Influencer marketing is the trend that will evolve more and continue to be the best choice for social media brand advocacy.
Over the years, social media users have grown on each platform. According to Digital 2020 Global digital overview published on the 30th January 2020, more than 4.5 billion people are using the internet at the start of 2020 with 3.8 billion mark. Expect the numbers to have risen due to the stay at home caused by the global pandemic, Covid19.
As number of users grow in the social media platforms, business are also shifting online. Additionally, people are now spending more time on the social media platforms to network, research, build relationships and to buy too. Hence, use of influencer marketing as a strategy to build brand awareness, create conversations, conversions and make sales for their businesses.
What is Influencer Marketing
This is a collaboration between a brand and an individual. In this form of marketing, someone who has the power to affect your purchasing decisions is used because of his authority, knowledge, position on the relationship he/she has with you and others.

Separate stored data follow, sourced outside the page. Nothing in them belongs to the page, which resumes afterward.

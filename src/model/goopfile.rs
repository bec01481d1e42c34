use std::{
    fmt::{self, Display},
    io::BufRead,
    path::Path,
};

use log::{debug, error};

use super::{LineError, ParseError};

const REVISION_MARKER: char = '#';
const URL_MARKER: char = '!';
const COMMENT_MARKER: &str = "//";

/// One entry of a Goopfile or Goopfile.lock.
///
/// An empty `rev` means "whatever is checked out", an empty `url` means the
/// repository is found through the regular import path lookup.
#[derive(Debug, Clone, Default, PartialEq, Eq, Hash, PartialOrd, Ord)]
pub struct Dependency {
    pub pkg: String,
    pub rev: String,
    pub url: String,
}

impl Dependency {
    pub fn new(pkg: impl Into<String>) -> Self {
        Dependency {
            pkg: pkg.into(),
            ..Default::default()
        }
    }

    pub fn with_rev(mut self, rev: impl Into<String>) -> Self {
        self.rev = rev.into();
        self
    }

    pub fn with_url(mut self, url: impl Into<String>) -> Self {
        self.url = url.into();
        self
    }

    pub fn url_override(&self) -> Option<&str> {
        Some(self.url.as_str()).filter(|url| !url.is_empty())
    }
}

impl Display for Dependency {
    fn fmt(&self, f: &mut fmt::Formatter<'_>) -> fmt::Result {
        f.write_str(&self.pkg)?;
        if !self.rev.is_empty() {
            write!(f, " {}{}", REVISION_MARKER, self.rev)?;
        }
        if !self.url.is_empty() {
            write!(f, " {}{}", URL_MARKER, self.url)?;
        }
        Ok(())
    }
}

/// Reads a Goopfile (or a lock file, the grammar is the same) from disk.
pub fn from_file(path: &Path) -> Result<Vec<Dependency>, ParseError> {
    debug!("Reading dependencies from {}", path.display());
    let file = std::fs::File::open(path)?;
    let dependencies = parse(std::io::BufReader::new(file));
    if let Err(err) = &dependencies {
        error!("Could not parse {}: {err}", path.display())
    }
    dependencies
}

pub fn from_str(data: &str) -> Result<Vec<Dependency>, ParseError> {
    parse(data.as_bytes())
}

pub fn parse(reader: impl BufRead) -> Result<Vec<Dependency>, ParseError> {
    let mut dependencies = Vec::new();
    for (index, line) in reader.lines().enumerate() {
        let line = line?;
        let text = line.trim();
        match parse_line(text) {
            Ok(Some(dependency)) => dependencies.push(dependency),
            Ok(None) => {}
            Err(reason) => {
                return Err(ParseError::Line {
                    line: index + 1,
                    text: text.to_owned(),
                    reason,
                })
            }
        }
    }
    Ok(dependencies)
}

fn parse_line(line: &str) -> Result<Option<Dependency>, LineError> {
    let mut tokens = line.split_whitespace();
    let pkg = match tokens.next() {
        None => return Ok(None),
        Some(token) if token.starts_with(COMMENT_MARKER) => return Ok(None),
        Some(token) => token,
    };

    let mut dependency = Dependency::new(pkg);
    for token in tokens {
        if token.starts_with(COMMENT_MARKER) {
            break;
        } else if let Some(rev) = token.strip_prefix(REVISION_MARKER) {
            if !dependency.rev.is_empty() {
                return Err(LineError::MultipleRevisions);
            }
            if rev.is_empty() {
                return Err(LineError::EmptyRevision);
            }
            dependency.rev = rev.to_owned();
        } else if let Some(url) = token.strip_prefix(URL_MARKER) {
            if !dependency.url.is_empty() {
                return Err(LineError::MultipleUrls);
            }
            if url.is_empty() {
                return Err(LineError::EmptyUrl);
            }
            dependency.url = url.to_owned();
        } else {
            return Err(LineError::UnrecognizedToken(token.to_owned()));
        }
    }
    Ok(Some(dependency))
}

#[cfg(test)]
mod tests {
    use super::*;

    use pretty_assertions::assert_eq;

    fn line_error(data: &str) -> (usize, String, LineError) {
        match from_str(data) {
            Err(ParseError::Line { line, text, reason }) => (line, text, reason),
            other => panic!("expected a line error, got {other:?}"),
        }
    }

    #[test]
    fn empty_file() {
        assert_eq!(from_str("").unwrap(), vec![]);
        assert_eq!(from_str("\n   \n\t\n").unwrap(), vec![]);
    }

    #[test]
    fn single_entry_without_revision() {
        let deps = from_str("\n    github.com/nitrous-io/goop\n").unwrap();
        assert_eq!(deps, vec![Dependency::new("github.com/nitrous-io/goop")]);
    }

    #[test]
    fn single_entry_with_revision() {
        let deps = from_str("github.com/nitrous-io/goop #09f0feb1b103933bd9985f0a85e01eeaad8d75c8")
            .unwrap();
        assert_eq!(
            deps,
            vec![Dependency::new("github.com/nitrous-io/goop")
                .with_rev("09f0feb1b103933bd9985f0a85e01eeaad8d75c8")]
        );
    }

    #[test]
    fn single_entry_with_url() {
        let deps = from_str("github.com/nitrous-io/goop !git@github.com:foo/goop").unwrap();
        assert_eq!(
            deps,
            vec![Dependency::new("github.com/nitrous-io/goop").with_url("git@github.com:foo/goop")]
        );
    }

    #[test]
    fn trailing_comment_is_ignored() {
        let deps = from_str("github.com/nitrous-io/goop // hello #world !again").unwrap();
        assert_eq!(deps, vec![Dependency::new("github.com/nitrous-io/goop")]);
    }

    #[test]
    fn comment_lines_are_skipped() {
        assert_eq!(from_str("//This is a comment.").unwrap(), vec![]);
        assert_eq!(from_str("   // github.com/a/b #rev").unwrap(), vec![]);
    }

    #[test]
    fn multiple_entries() {
        let data = r#"
            // pinned
            github.com/nitrous-io/goop #09f0feb1b103933bd9985f0a85e01eeaad8d75c8

            github.com/gorilla/mux
              github.com/gorilla/context #14f550f51af52180c2eefed15e5fd18d63c0a64a // future versions don't work
            github.com/foo/bar #ffffffffffffffffffffffffffffffffffffffff !git@github.com:baz/bar

            // don't upgrade this to 1.0.4
            github.com/hello/world !git@github.com:bye/world #v1.0.3 // I REPEAT, DON'T!
        "#;
        let deps = from_str(data).unwrap();
        assert_eq!(
            deps,
            vec![
                Dependency::new("github.com/nitrous-io/goop")
                    .with_rev("09f0feb1b103933bd9985f0a85e01eeaad8d75c8"),
                Dependency::new("github.com/gorilla/mux"),
                Dependency::new("github.com/gorilla/context")
                    .with_rev("14f550f51af52180c2eefed15e5fd18d63c0a64a"),
                Dependency::new("github.com/foo/bar")
                    .with_rev("ffffffffffffffffffffffffffffffffffffffff")
                    .with_url("git@github.com:baz/bar"),
                Dependency::new("github.com/hello/world")
                    .with_rev("v1.0.3")
                    .with_url("git@github.com:bye/world"),
            ]
        );
    }

    #[test]
    fn multiple_revisions() {
        let (line, text, reason) = line_error("pkg #rev1 #rev2");
        assert_eq!(line, 1);
        assert_eq!(text, "pkg #rev1 #rev2");
        assert_eq!(reason, LineError::MultipleRevisions);

        let err = from_str("pkg #rev1 #rev2").unwrap_err();
        assert!(err.to_string().contains("multiple revisions"));
    }

    #[test]
    fn multiple_urls() {
        let (_, _, reason) = line_error("pkg !a !b");
        assert_eq!(reason, LineError::MultipleUrls);
    }

    #[test]
    fn empty_markers() {
        assert_eq!(line_error("pkg #").2, LineError::EmptyRevision);
        assert_eq!(line_error("pkg !").2, LineError::EmptyUrl);
    }

    #[test]
    fn unrecognized_token_reports_line_number() {
        let (line, text, reason) = line_error("github.com/a/b\n\n  pkg $bad  \n");
        assert_eq!(line, 3);
        assert_eq!(text, "pkg $bad");
        assert_eq!(reason, LineError::UnrecognizedToken("$bad".to_owned()));

        let err = from_str("pkg $bad").unwrap_err();
        assert!(err.to_string().contains("unrecognized token"));
    }

    #[test]
    fn garbage() {
        let err = from_str("github.com/nitrous-io/goop (*@#&!@(*#)@$F@sdgu8$!");
        assert!(err.is_err());
    }

    #[test]
    fn display_is_parseable() {
        let dependency = Dependency::new("github.com/foo/bar")
            .with_rev("v1.0.3")
            .with_url("git@github.com:baz/bar");
        assert_eq!(
            dependency.to_string(),
            "github.com/foo/bar #v1.0.3 !git@github.com:baz/bar"
        );
        assert_eq!(from_str(&dependency.to_string()).unwrap(), vec![dependency]);
    }

    #[test]
    fn read_from_file() {
        let dir = tempfile::tempdir().unwrap();
        let path = dir.path().join("Goopfile");
        std::fs::write(&path, "github.com/a/b #1\ngithub.com/c/d\n").unwrap();
        let deps = from_file(&path).unwrap();
        assert_eq!(
            deps,
            vec![
                Dependency::new("github.com/a/b").with_rev("1"),
                Dependency::new("github.com/c/d")
            ]
        );
        assert!(matches!(
            from_file(&dir.path().join("missing")),
            Err(ParseError::IO(_))
        ));
    }
}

Influencers use both modern (social media) and traditional (showing up at physical events) ways to market the products and services of the brand at hand. For example, a team of influencers pushing a campaign on Twitter using hashtags
I’ve a secret to make you a possible millionaire. #ZawadiNaKetepa pic.twitter.com/DHUDyleUlo
— Janet Machuka (@janetmachuka_) June 10, 2020
Brand Ambassador Vs a brand influencer
- Relationships are typically short-term
- Promotes brand a few times
- Are niche related and brand-fit. For example I can influence Airtel Kenya for a month’s contract only and that’s it.

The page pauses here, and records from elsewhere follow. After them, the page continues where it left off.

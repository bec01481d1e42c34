use std::{env, path::PathBuf, sync::Arc};

use crate::{
    command::{CommandRunner, SystemRunner},
    config::GoopConfig,
    env::Env,
    Goop,
};

#[derive(Default)]
pub struct GoopBuilder {
    // All other paths are relative to `root`
    root: Option<PathBuf>,
    manifest_file_name: Option<PathBuf>,
    lock_file_name: Option<PathBuf>,
    vendor_directory: Option<PathBuf>,
    jobs: Option<usize>,
    probe_overrides: Option<bool>,
    remote_lookup: Option<bool>,
    runner: Option<Arc<dyn CommandRunner>>,
    env: Option<Env>,
}

impl GoopBuilder {
    /// Project root directory.
    ///
    /// Defaults to the current directory.
    pub fn root(mut self, path: impl Into<PathBuf>) -> Self {
        self.root = Some(path.into());
        self
    }

    /// Name of the manifest.
    ///
    /// Defaults to `Goopfile`.
    pub fn manifest_file_name(mut self, path: impl Into<PathBuf>) -> Self {
        self.manifest_file_name = Some(path.into());
        self
    }

    /// Name of the lock file.
    ///
    /// Defaults to `Goopfile.lock`.
    pub fn lock_file_name(mut self, path: impl Into<PathBuf>) -> Self {
        self.lock_file_name = Some(path.into());
        self
    }

    /// Location of the vendor directory.
    ///
    /// Defaults to `$GOOP_VENDOR_DIR`, or `.vendor`.
    pub fn vendor_directory(mut self, path: impl Into<PathBuf>) -> Self {
        self.vendor_directory = Some(path.into());
        self
    }

    /// How many direct dependencies to fetch in parallel.
    ///
    /// Defaults to `$GOOP_INSTALL_JOBS`, or 1.
    pub fn jobs(mut self, jobs: usize) -> Self {
        self.jobs = Some(jobs);
        self
    }

    /// Probe override URLs whose VCS cannot be told from the URL.
    ///
    /// Defaults to `$GOOP_VCS_PROBE`, or `false`.
    pub fn probe_overrides(mut self, probe: bool) -> Self {
        self.probe_overrides = Some(probe);
        self
    }

    /// Look up import paths on hosts goop does not know through their
    /// `go-import` meta tags.
    ///
    /// Defaults to `true`.
    pub fn remote_lookup(mut self, enabled: bool) -> Self {
        self.remote_lookup = Some(enabled);
        self
    }

    /// Runs git, hg and go.
    ///
    /// Defaults to spawning real processes.
    pub fn command_runner(mut self, runner: Arc<dyn CommandRunner>) -> Self {
        self.runner = Some(runner);
        self
    }

    /// Environment given to every subprocess, and read for `GOOP_*` settings.
    ///
    /// Defaults to the environment of the current process.
    pub fn env(mut self, env: Env) -> Self {
        self.env = Some(env);
        self
    }

    pub fn try_build(self) -> anyhow::Result<Goop> {
        let Self {
            root,
            manifest_file_name,
            lock_file_name,
            vendor_directory,
            jobs,
            probe_overrides,
            remote_lookup,
            runner,
            env: explicit_env,
        } = self;
        let root = match root {
            Some(root) => root,
            None => env::current_dir()?,
        };
        let base_env = explicit_env.unwrap_or_else(Env::from_process);
        let config = GoopConfig::from_env(&base_env)?;

        let manifest_file_name = manifest_file_name.unwrap_or_else(|| PathBuf::from("Goopfile"));

        let lock_file_name = lock_file_name.unwrap_or_else(|| PathBuf::from("Goopfile.lock"));

        let vendor_dir = root.join(
            vendor_directory
                .or(config.vendor_dir)
                .unwrap_or_else(|| PathBuf::from(".vendor")),
        );

        Ok(Goop {
            root,
            manifest_file_name,
            lock_file_name,
            vendor_dir,
            jobs: jobs.or(config.jobs).unwrap_or(1),
            probe_overrides: probe_overrides.unwrap_or(config.probe_overrides),
            remote_lookup: remote_lookup.unwrap_or(true),
            runner: runner.unwrap_or_else(|| Arc::new(SystemRunner)),
            base_env,
        })
    }
}

#[cfg(test)]
mod tests {
    use super::*;

    use pretty_assertions::assert_eq;

    #[test]
    fn defaults() {
        let goop = Goop::builder()
            .root("/project")
            .env(Env::default())
            .try_build()
            .unwrap();
        assert_eq!(goop.vendor_dir(), PathBuf::from("/project/.vendor"));
    }

    #[test]
    fn vendor_directory_from_environment() {
        let goop = Goop::builder()
            .root("/project")
            .env(Env::from_iter([("GOOP_VENDOR_DIR", "deps")]))
            .try_build()
            .unwrap();
        assert_eq!(goop.vendor_dir(), PathBuf::from("/project/deps"));

        let goop = Goop::builder()
            .root("/project")
            .env(Env::from_iter([("GOOP_VENDOR_DIR", "/elsewhere")]))
            .try_build()
            .unwrap();
        assert_eq!(goop.vendor_dir(), PathBuf::from("/elsewhere"));
    }

    #[test]
    fn explicit_vendor_directory_wins() {
        let goop = Goop::builder()
            .root("/project")
            .vendor_directory("vendor")
            .env(Env::from_iter([("GOOP_VENDOR_DIR", "deps")]))
            .try_build()
            .unwrap();
        assert_eq!(goop.vendor_dir(), PathBuf::from("/project/vendor"));
    }
}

- Relationships with brands are long-term
- Promotes a brand repeatedly hence become the face of the brand
- Not necessarily field authorities. For example, Harmonize is Sayona’s Brand ambassador but his field authority is Music.
This reminds me of the question that keeps popping up in most of my digital marketing webinars, is influencer marketing appropriate for every brand? Well, l can say yes and no.
Firstly, with more brands targeting the same consumers, you need to strategize on how to reach these consumers faster and influencer marketing can be the best approach. Nevertheless, the harsh truth is, influencer marketing may not work for every product, content, industry, or scenario.
Qualities to look for when choosing the right influencers
We have so many good influencers out here but the truth is, quality influencers are not just good but can also increase revenue for your brand. As an influencer manager, l always look at these qualities to ensure that l have picked an influencer who will give me results at the end of the day.
a)Authenticity – Not much can turn followers/brands off like in-authenticity.
b)Authority – authority is an important piece of the puzzle. If someone has passion but doesn’t have authority, no one is going to listen to them.
c)Visibility – Number of followers comes into play. Can they pull a large audience that cares about what they have to say?
Q5. How do you know if an influencer is a good fit for the brand? @WenyuDutch #AfricaTweetChat pic.twitter.com/BPqNi1UGU1
— ATC Digital Academy (@AfricaTweetChat) May 13, 2020
d)Mind for Marketing – Apart from being experts in their pace and engages with their audience, they also need to know how to market.
e)Creativity – How do they package their content and responses?
f)Engagement – What’s the rate at which people interact with them?
g)Niche – Are they brand-fit? Do they have the audience you want? To ensure you are on the right track, perform these activities:
- Check if they have the followers you’re targeting
- Run their handles through engagement tools to check their engagement rates. For Twitter use Sparktoro
- Research – Ask people about the influencers, Google them or follow them for a while to see how they engage with their audience and which type of audience.
- Reach out to them and build relationships
As you check through to tick the boxes, ask them if they would like to be guided on what to post or not. This will help you know if you will need to prepare content for them or not.
For brands who are doing a campaign, you need to tell the influencers what to post. If you already have a planned content strategy that clearly outlines what influencer A, B and C will post and say on the social media platforms, then they have to follow that.
At times it is NOT NECESSARY to tell influencers what to post about your brand. Influencers are believed to know their audience and how they consume content. Hence, a need to let them be creative in their own way.
Measuring the ROI of influencer marketing
Influencer Marketing ROI, Return On Investment, is what a business gains from investing in an influencer campaign while tracking the Key Performance Indicators (KPIs).
How to measure:
- Use goals and objectives stated
- Use KPIs
- Cost of the Influencer Marketing
Lately, large following is not even the key focus but engagements. But still, at some point in the product journey, that is, during brand awareness or launch, numbers play a vital role in reaching the masses.
Let the KPIs and projections guide you through the kind of influencers to pick, how many times they will post on their social media platforms. Most importantly, how much they will be paid.